►

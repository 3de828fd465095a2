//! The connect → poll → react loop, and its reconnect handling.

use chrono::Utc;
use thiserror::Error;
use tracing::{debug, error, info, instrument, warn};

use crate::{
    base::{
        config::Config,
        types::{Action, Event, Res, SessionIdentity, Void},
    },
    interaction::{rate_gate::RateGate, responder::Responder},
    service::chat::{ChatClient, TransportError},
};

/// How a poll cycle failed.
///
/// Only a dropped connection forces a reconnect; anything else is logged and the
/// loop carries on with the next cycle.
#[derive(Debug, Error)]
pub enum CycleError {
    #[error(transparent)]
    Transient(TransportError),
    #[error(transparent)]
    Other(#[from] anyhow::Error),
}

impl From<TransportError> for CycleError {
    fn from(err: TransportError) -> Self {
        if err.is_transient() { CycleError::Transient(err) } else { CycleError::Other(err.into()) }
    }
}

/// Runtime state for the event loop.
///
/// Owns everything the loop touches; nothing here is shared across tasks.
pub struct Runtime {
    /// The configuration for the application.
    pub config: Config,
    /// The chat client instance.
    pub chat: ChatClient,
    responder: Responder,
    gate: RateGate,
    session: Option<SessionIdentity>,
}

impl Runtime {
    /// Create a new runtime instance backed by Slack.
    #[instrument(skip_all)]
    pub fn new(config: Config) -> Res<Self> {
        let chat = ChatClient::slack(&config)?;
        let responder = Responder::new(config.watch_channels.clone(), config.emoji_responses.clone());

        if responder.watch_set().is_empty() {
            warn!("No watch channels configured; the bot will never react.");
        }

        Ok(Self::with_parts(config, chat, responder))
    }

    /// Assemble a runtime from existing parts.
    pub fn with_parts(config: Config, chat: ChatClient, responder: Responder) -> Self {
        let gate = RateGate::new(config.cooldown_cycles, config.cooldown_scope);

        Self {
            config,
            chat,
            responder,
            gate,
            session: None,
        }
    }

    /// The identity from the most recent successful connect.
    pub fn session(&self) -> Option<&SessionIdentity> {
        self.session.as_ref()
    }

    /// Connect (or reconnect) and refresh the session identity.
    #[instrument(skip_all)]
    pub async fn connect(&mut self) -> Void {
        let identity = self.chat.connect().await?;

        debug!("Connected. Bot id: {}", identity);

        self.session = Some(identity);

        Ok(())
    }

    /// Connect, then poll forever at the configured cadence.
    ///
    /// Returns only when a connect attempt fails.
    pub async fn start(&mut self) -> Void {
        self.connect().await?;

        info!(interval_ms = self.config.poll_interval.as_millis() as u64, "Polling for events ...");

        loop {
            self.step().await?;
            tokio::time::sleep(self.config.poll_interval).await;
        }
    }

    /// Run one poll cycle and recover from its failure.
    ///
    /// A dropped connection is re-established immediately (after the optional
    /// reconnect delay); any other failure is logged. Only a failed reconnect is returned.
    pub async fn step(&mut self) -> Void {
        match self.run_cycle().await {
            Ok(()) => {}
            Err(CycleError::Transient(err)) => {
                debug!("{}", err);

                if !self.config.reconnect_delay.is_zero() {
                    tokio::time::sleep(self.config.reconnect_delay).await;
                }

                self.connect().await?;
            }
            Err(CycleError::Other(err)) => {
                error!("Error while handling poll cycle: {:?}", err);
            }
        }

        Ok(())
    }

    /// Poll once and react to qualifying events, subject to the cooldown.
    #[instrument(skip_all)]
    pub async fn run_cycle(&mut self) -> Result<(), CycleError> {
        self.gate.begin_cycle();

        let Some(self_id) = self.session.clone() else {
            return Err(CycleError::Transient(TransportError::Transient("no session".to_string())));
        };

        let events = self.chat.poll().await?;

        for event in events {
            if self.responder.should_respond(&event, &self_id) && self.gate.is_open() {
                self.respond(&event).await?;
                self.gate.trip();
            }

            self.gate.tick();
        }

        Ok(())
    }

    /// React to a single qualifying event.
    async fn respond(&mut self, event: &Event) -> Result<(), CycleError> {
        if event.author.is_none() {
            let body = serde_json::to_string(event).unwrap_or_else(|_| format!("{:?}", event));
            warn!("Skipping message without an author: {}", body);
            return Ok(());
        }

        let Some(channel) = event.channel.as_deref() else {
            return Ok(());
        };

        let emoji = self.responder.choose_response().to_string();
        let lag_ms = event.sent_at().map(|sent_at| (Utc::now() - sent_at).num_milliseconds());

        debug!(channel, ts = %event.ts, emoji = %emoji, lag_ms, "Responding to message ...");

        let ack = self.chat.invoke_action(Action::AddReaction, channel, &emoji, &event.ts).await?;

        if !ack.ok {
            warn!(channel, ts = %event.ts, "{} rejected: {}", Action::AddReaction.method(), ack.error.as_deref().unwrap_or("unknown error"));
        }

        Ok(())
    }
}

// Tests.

◄

» Goal of the exercise
In the records above, find the line with "poll cycle failed."; write out exactly that line and each one after it, stopping after the line with "for the application.".

» Response area
/// How a poll cycle failed.
///
/// Only a dropped connection forces a reconnect; anything else is logged and the
/// loop carries on with the next cycle.
#[derive(Debug, Error)]
pub enum CycleError {
    #[error(transparent)]
    Transient(TransportError),
    #[error(transparent)]
    Other(#[from] anyhow::Error),
}

impl From<TransportError> for CycleError {
    fn from(err: TransportError) -> Self {
        if err.is_transient() { CycleError::Transient(err) } else { CycleError::Other(err.into()) }
    }
}

/// Runtime state for the event loop.
///
/// Owns everything the loop touches; nothing here is shared across tasks.
pub struct Runtime {
    /// The configuration for the application.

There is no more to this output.